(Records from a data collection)
====
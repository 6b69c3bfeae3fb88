//! Configuration for the project and symlink roots
//!
//! Sources, lowest precedence first: built-in defaults, the TOML config
//! file, then `DIRMAN_*` environment variables. Command-line overrides are
//! applied by the caller on the returned value.

use crate::error::{DirmanError, Result};
use serde::{Deserialize, Serialize};
use std::collections::HashMap;
use std::io;
use std::path::{Path, PathBuf};

/// Environment variable naming an explicit config file
pub const CONFIG_ENV: &str = "DIRMAN_CONFIG";
/// Environment override for the project root
pub const PROJECT_ROOT_ENV: &str = "DIRMAN_PROJECT_ROOT";
/// Environment override for the symlink root
pub const SYMLINK_ROOT_ENV: &str = "DIRMAN_SYMLINK_ROOT";

const APP_DIR: &str = "dirman";
const CONFIG_FILE: &str = "config.toml";
const DEFAULT_PROJECT_DIR: &str = "Projects";

const EXAMPLE_CONFIG: &str = r#"# dirman configuration
#
# Directory holding one sub-directory per project.
project_root = "~/Projects"

# Directory where the current_project and project_<NAME> symlinks are created.
symlink_root = "~"
"#;

/// Locations of the two directories the tool manages
#[derive(Debug, Clone, PartialEq, Eq, Serialize)]
pub struct Config {
    /// Directory whose direct children are projects
    pub project_root: PathBuf,
    /// Directory holding the main and auxiliary slots
    pub symlink_root: PathBuf,
}

/// On-disk shape of the config file; every key is optional
#[derive(Debug, Default, Deserialize)]
#[serde(deny_unknown_fields)]
struct ConfigFile {
    project_root: Option<String>,
    symlink_root: Option<String>,
}

impl Config {
    pub fn new(project_root: impl Into<PathBuf>, symlink_root: impl Into<PathBuf>) -> Self {
        Self {
            project_root: project_root.into(),
            symlink_root: symlink_root.into(),
        }
    }

    /// `~/Projects` and `~`
    pub fn defaults(home_dir: &Path) -> Self {
        Self::new(home_dir.join(DEFAULT_PROJECT_DIR), home_dir)
    }

    /// Load from the real environment and config file location
    pub fn load() -> Result<Self> {
        let home_dir = dirs::home_dir().ok_or(DirmanError::NoHomeDirectory)?;
        let current_dir =
            std::env::current_dir().map_err(|e| DirmanError::io("read current directory", ".", e))?;
        let env: HashMap<String, String> = std::env::vars().collect();
        let config_file = config_file_path(&env);
        Self::load_from(config_file.as_deref(), &env, &home_dir, &current_dir)
    }

    /// Load from an explicit config file and environment snapshot
    ///
    /// A missing config file is skipped unless `$DIRMAN_CONFIG` names it.
    /// Relative roots are resolved against `current_dir`; symlink targets
    /// are stored verbatim, so a relative root would produce dangling slots.
    pub fn load_from(
        config_file: Option<&Path>,
        env: &HashMap<String, String>,
        home_dir: &Path,
        current_dir: &Path,
    ) -> Result<Self> {
        let mut config = Self::defaults(home_dir);

        let explicit = env.get(CONFIG_ENV).map(PathBuf::from);
        if let Some(path) = config_file.filter(|p| !p.exists()) {
            if explicit.as_deref() == Some(path) {
                return Err(DirmanError::ConfigRead {
                    path: path.to_path_buf(),
                    source: io::Error::new(
                        io::ErrorKind::NotFound,
                        format!("file named by {} does not exist", CONFIG_ENV),
                    ),
                });
            }
            tracing::debug!(path = %path.display(), "no config file, using defaults");
        }

        if let Some(path) = config_file.filter(|p| p.exists()) {
            let contents = std::fs::read_to_string(path).map_err(|source| {
                DirmanError::ConfigRead {
                    path: path.to_path_buf(),
                    source,
                }
            })?;
            let file: ConfigFile =
                toml::from_str(&contents).map_err(|source| DirmanError::ConfigParse {
                    path: path.to_path_buf(),
                    source,
                })?;
            tracing::debug!(path = %path.display(), "loaded config file");

            if let Some(root) = file.project_root {
                config.project_root = resolve_path(&root, home_dir, current_dir);
            }
            if let Some(root) = file.symlink_root {
                config.symlink_root = resolve_path(&root, home_dir, current_dir);
            }
        }

        if let Some(root) = env.get(PROJECT_ROOT_ENV) {
            config.project_root = resolve_path(root, home_dir, current_dir);
        }
        if let Some(root) = env.get(SYMLINK_ROOT_ENV) {
            config.symlink_root = resolve_path(root, home_dir, current_dir);
        }

        config.validate()?;
        Ok(config)
    }

    /// Reject configurations the slot logic cannot work with
    pub fn validate(&self) -> Result<()> {
        if self.project_root.as_os_str().is_empty() {
            return Err(DirmanError::ConfigInvalid(
                "project_root must not be empty".to_string(),
            ));
        }
        if self.symlink_root.as_os_str().is_empty() {
            return Err(DirmanError::ConfigInvalid(
                "symlink_root must not be empty".to_string(),
            ));
        }
        for (key, root) in [
            ("project_root", &self.project_root),
            ("symlink_root", &self.symlink_root),
        ] {
            if root.is_relative() {
                return Err(DirmanError::ConfigInvalid(format!(
                    "{} must be an absolute path (got {})",
                    key,
                    root.display()
                )));
            }
        }
        if self.project_root == self.symlink_root {
            return Err(DirmanError::ConfigInvalid(format!(
                "project_root and symlink_root must differ (both are {})",
                self.project_root.display()
            )));
        }
        Ok(())
    }

    /// Commented example config file
    pub fn example() -> &'static str {
        EXAMPLE_CONFIG
    }
}

/// Where the config file is looked up
///
/// `$DIRMAN_CONFIG`, then `$XDG_CONFIG_HOME/dirman/config.toml`, then the
/// platform config directory.
pub fn config_file_path(env: &HashMap<String, String>) -> Option<PathBuf> {
    if let Some(path) = env.get(CONFIG_ENV) {
        return Some(PathBuf::from(path));
    }
    if let Some(xdg) = env.get("XDG_CONFIG_HOME") {
        return Some(PathBuf::from(xdg).join(APP_DIR).join(CONFIG_FILE));
    }
    dirs::config_dir().map(|dir| dir.join(APP_DIR).join(CONFIG_FILE))
}

/// Join a relative path onto `current_dir`; empty and absolute paths pass through
pub fn resolve_relative(path: &Path, current_dir: &Path) -> PathBuf {
    if path.as_os_str().is_empty() || path.is_absolute() {
        path.to_path_buf()
    } else {
        current_dir.join(path)
    }
}

fn resolve_path(value: &str, home_dir: &Path, current_dir: &Path) -> PathBuf {
    resolve_relative(&expand_tilde(value, home_dir), current_dir)
}

fn expand_tilde(value: &str, home_dir: &Path) -> PathBuf {
    if value == "~" {
        return home_dir.to_path_buf();
    }
    match value.strip_prefix("~/") {
        Some(rest) => home_dir.join(rest),
        None => PathBuf::from(value),
    }
}
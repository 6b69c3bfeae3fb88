//! dirman command

use clap::Parser;
use cli_lib::Cli;
use owo_colors::OwoColorize;
use tracing::Level;

fn main() {
    let cli = Cli::parse();

    // Initialize tracing; diagnostics go to stderr so stdout stays scriptable
    let level = match cli.verbose {
        0 => Level::WARN,
        1 => Level::INFO,
        2 => Level::DEBUG,
        _ => Level::TRACE,
    };
    tracing_subscriber::fmt()
        .with_max_level(level)
        .with_target(false)
        .with_writer(std::io::stderr)
        .init();

    if let Err(e) = cli_lib::run(cli) {
        eprintln!("{} {:#}", "Error:".red().bold(), e);
        std::process::exit(1);
    }
}
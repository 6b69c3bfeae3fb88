//! Create a new project and optionally make it the main project

use anyhow::{Context, Result};
use dirman_core::{create_project, prefixes, Layout, LinkOptions, NewProject, SlotManager};
use owo_colors::OwoColorize;

/// Requested codes that are not in the prefix table, uppercased
pub fn unknown_prefixes(codes: &[String]) -> Vec<String> {
    codes
        .iter()
        .filter(|code| {
            let mut chars = code.chars();
            match (chars.next(), chars.next()) {
                (Some(c), None) => prefixes::lookup(c).is_none(),
                // multi-letter codes are rejected by create_project
                _ => false,
            }
        })
        .map(|code| code.to_uppercase())
        .collect()
}

pub fn run(layout: &Layout, request: NewProject, activate: bool) -> Result<()> {
    // 1. Flag codes outside the known categories; they are still accepted
    for code in unknown_prefixes(&request.prefixes) {
        println!(
            "{} Prefix '{}' is not a known category (see `dirman prefixes`)",
            "!".yellow(),
            code.yellow()
        );
    }

    // 2. Allocate directory and README
    let path = create_project(layout, &request).context("Failed to create project")?;
    let name = path
        .file_name()
        .map(|n| n.to_string_lossy().into_owned())
        .unwrap_or_default();

    println!(
        "{} Created project '{}' at {}",
        "✓".green(),
        name.magenta(),
        path.display().to_string().cyan()
    );

    if !activate {
        return Ok(());
    }

    // 3. Replace the main slot with the new project
    let slots = SlotManager::new(layout);
    if let Some(previous) = slots.index().active_project(true)? {
        slots
            .unlink_main()
            .with_context(|| format!("Failed to unlink previous main '{}'", previous))?;
        println!("  Unlinked previous main '{}'", previous.magenta());
    }

    let slot = slots
        .link_project(&path, true, LinkOptions::default())
        .with_context(|| format!("Failed to activate '{}'", name))?;
    println!(
        "{} Linked '{}' → {}",
        "✓".green(),
        name.magenta(),
        slot.display().to_string().cyan()
    );

    Ok(())
}
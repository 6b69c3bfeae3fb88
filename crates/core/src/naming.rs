//! Slot naming policy
//!
//! The main slot has one fixed name. An auxiliary slot is named after the
//! project it points at, so its name alone says which project it was made
//! for.

use once_cell::sync::Lazy;
use regex::Regex;
use std::path::Path;

/// Name of the main slot
pub const MAIN_SLOT_NAME: &str = "current_project";

/// Prefix prepended to a project name to form its auxiliary slot name
pub const AUX_SLOT_PREFIX: &str = "project_";

const MAIN_PATTERN: &str = r"^current_project$";
const AUX_PATTERN: &str = r"^project_[A-Z]+-\d{7}$";

static ANY_SLOT: Lazy<SlotPattern> = Lazy::new(|| slot_name_pattern(true, true));

/// Slot name for a project
///
/// The main slot name ignores `project_name`.
pub fn slot_name(project_name: &str, is_main: bool) -> String {
    if is_main {
        return MAIN_SLOT_NAME.to_string();
    }
    format!("{AUX_SLOT_PREFIX}{project_name}")
}

/// Compiled matcher for managed slot names
#[derive(Debug, Clone)]
pub struct SlotPattern {
    regex: Option<Regex>,
}

impl SlotPattern {
    /// Whether `name` is a managed slot name under this pattern
    pub fn is_match(&self, name: &str) -> bool {
        self.regex.as_ref().is_some_and(|re| re.is_match(name))
    }
}

/// Pattern matching main and/or auxiliary slot names
///
/// With both flags clear the pattern matches nothing.
pub fn slot_name_pattern(include_main: bool, include_aux: bool) -> SlotPattern {
    let parts: Vec<&str> = [(include_main, MAIN_PATTERN), (include_aux, AUX_PATTERN)]
        .into_iter()
        .filter_map(|(on, pattern)| on.then_some(pattern))
        .collect();

    if parts.is_empty() {
        return SlotPattern { regex: None };
    }

    let regex = Regex::new(&parts.join("|")).expect("slot patterns are valid regexes");
    SlotPattern { regex: Some(regex) }
}

/// Whether the final segment of `name_or_path` is a managed slot name
pub fn matches_slot_pattern(name_or_path: impl AsRef<Path>) -> bool {
    name_or_path
        .as_ref()
        .file_name()
        .and_then(|n| n.to_str())
        .is_some_and(|name| ANY_SLOT.is_match(name))
}
//! Shared utilities for CLI commands

use chrono::{DateTime, Local};
use dirman_core::last_activity;
use owo_colors::OwoColorize;
use std::path::Path;

const TIMESTAMP_FORMAT: &str = "%Y-%m-%d %H:%M:%S";

/// Format timestamp as absolute local time ("2024-01-03 14:30:00")
pub fn format_timestamp(ts: &DateTime<Local>) -> String {
    ts.format(TIMESTAMP_FORMAT).to_string()
}

/// Format timestamp as relative time ("2 hours ago")
pub fn format_relative_time(ts: &DateTime<Local>, now: &DateTime<Local>) -> String {
    let seconds = now.signed_duration_since(*ts).num_seconds();
    if seconds < 0 {
        return "in the future".to_string();
    }

    if seconds < 60 {
        format!("{} seconds ago", seconds)
    } else if seconds < 3600 {
        format!("{} minutes ago", seconds / 60)
    } else if seconds < 86400 {
        format!("{} hours ago", seconds / 3600)
    } else if seconds < 604800 {
        format!("{} days ago", seconds / 86400)
    } else {
        format!("{} weeks ago", seconds / 604800)
    }
}

/// Last activity of a path, or `None` when it cannot be read
///
/// Display only; an unreadable project should not hide the others.
pub fn activity_or_none(path: &Path) -> Option<DateTime<Local>> {
    match last_activity(path, true) {
        Ok(ts) => Some(ts),
        Err(e) => {
            tracing::warn!(path = %path.display(), error = %e, "could not read activity");
            None
        }
    }
}

/// Column style for [`Table`]
#[derive(Debug, Clone, Copy, PartialEq, Eq)]
pub enum Style {
    Plain,
    Name,
    Project,
    Dim,
}

/// Minimal aligned text table
pub struct Table {
    title: String,
    headers: Vec<&'static str>,
    styles: Vec<Style>,
    rows: Vec<Vec<String>>,
}

impl Table {
    pub fn new(title: impl Into<String>, columns: &[(&'static str, Style)]) -> Self {
        Self {
            title: title.into(),
            headers: columns.iter().map(|(h, _)| *h).collect(),
            styles: columns.iter().map(|(_, s)| *s).collect(),
            rows: Vec::new(),
        }
    }

    pub fn add_row(&mut self, row: Vec<String>) {
        debug_assert_eq!(row.len(), self.headers.len());
        self.rows.push(row);
    }

    fn widths(&self) -> Vec<usize> {
        self.headers
            .iter()
            .enumerate()
            .map(|(i, header)| {
                self.rows
                    .iter()
                    .map(|row| row[i].chars().count())
                    .chain(std::iter::once(header.len()))
                    .max()
                    .unwrap_or(0)
            })
            .collect()
    }

    pub fn print(&self) {
        let widths = self.widths();

        println!("{}", self.title.bold());
        let header: Vec<String> = self
            .headers
            .iter()
            .zip(&widths)
            .map(|(h, w)| format!("{:<w$}", h.to_uppercase(), w = w))
            .collect();
        println!("{}", header.join("  ").bold());
        let rule: Vec<String> = widths.iter().map(|w| "━".repeat(*w)).collect();
        println!("{}", rule.join("  "));

        for row in &self.rows {
            let cells: Vec<String> = row
                .iter()
                .zip(&widths)
                .zip(&self.styles)
                .map(|((cell, w), style)| {
                    let padded = format!("{:<w$}", cell, w = w);
                    match style {
                        Style::Plain => padded,
                        Style::Name => padded.blue().to_string(),
                        Style::Project => padded.magenta().to_string(),
                        Style::Dim => padded.dimmed().to_string(),
                    }
                })
                .collect();
            println!("{}", cells.join("  "));
        }
    }
}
====
BRIEF: Each line from the start of the records through the line holding "the project root" must be returned exactly; nothing else belongs in the answer.

RESPONSE BOX:
repository 6b69c3bfeae3fb88
//! Configuration for the project and symlink roots
//!
//! Sources, lowest precedence first: built-in defaults, the TOML config
//! file, then `DIRMAN_*` environment variables. Command-line overrides are
//! applied by the caller on the returned value.

use crate::error::{DirmanError, Result};
use serde::{Deserialize, Serialize};
use std::collections::HashMap;
use std::io;
use std::path::{Path, PathBuf};

/// Environment variable naming an explicit config file
pub const CONFIG_ENV: &str = "DIRMAN_CONFIG";
/// Environment override for the project root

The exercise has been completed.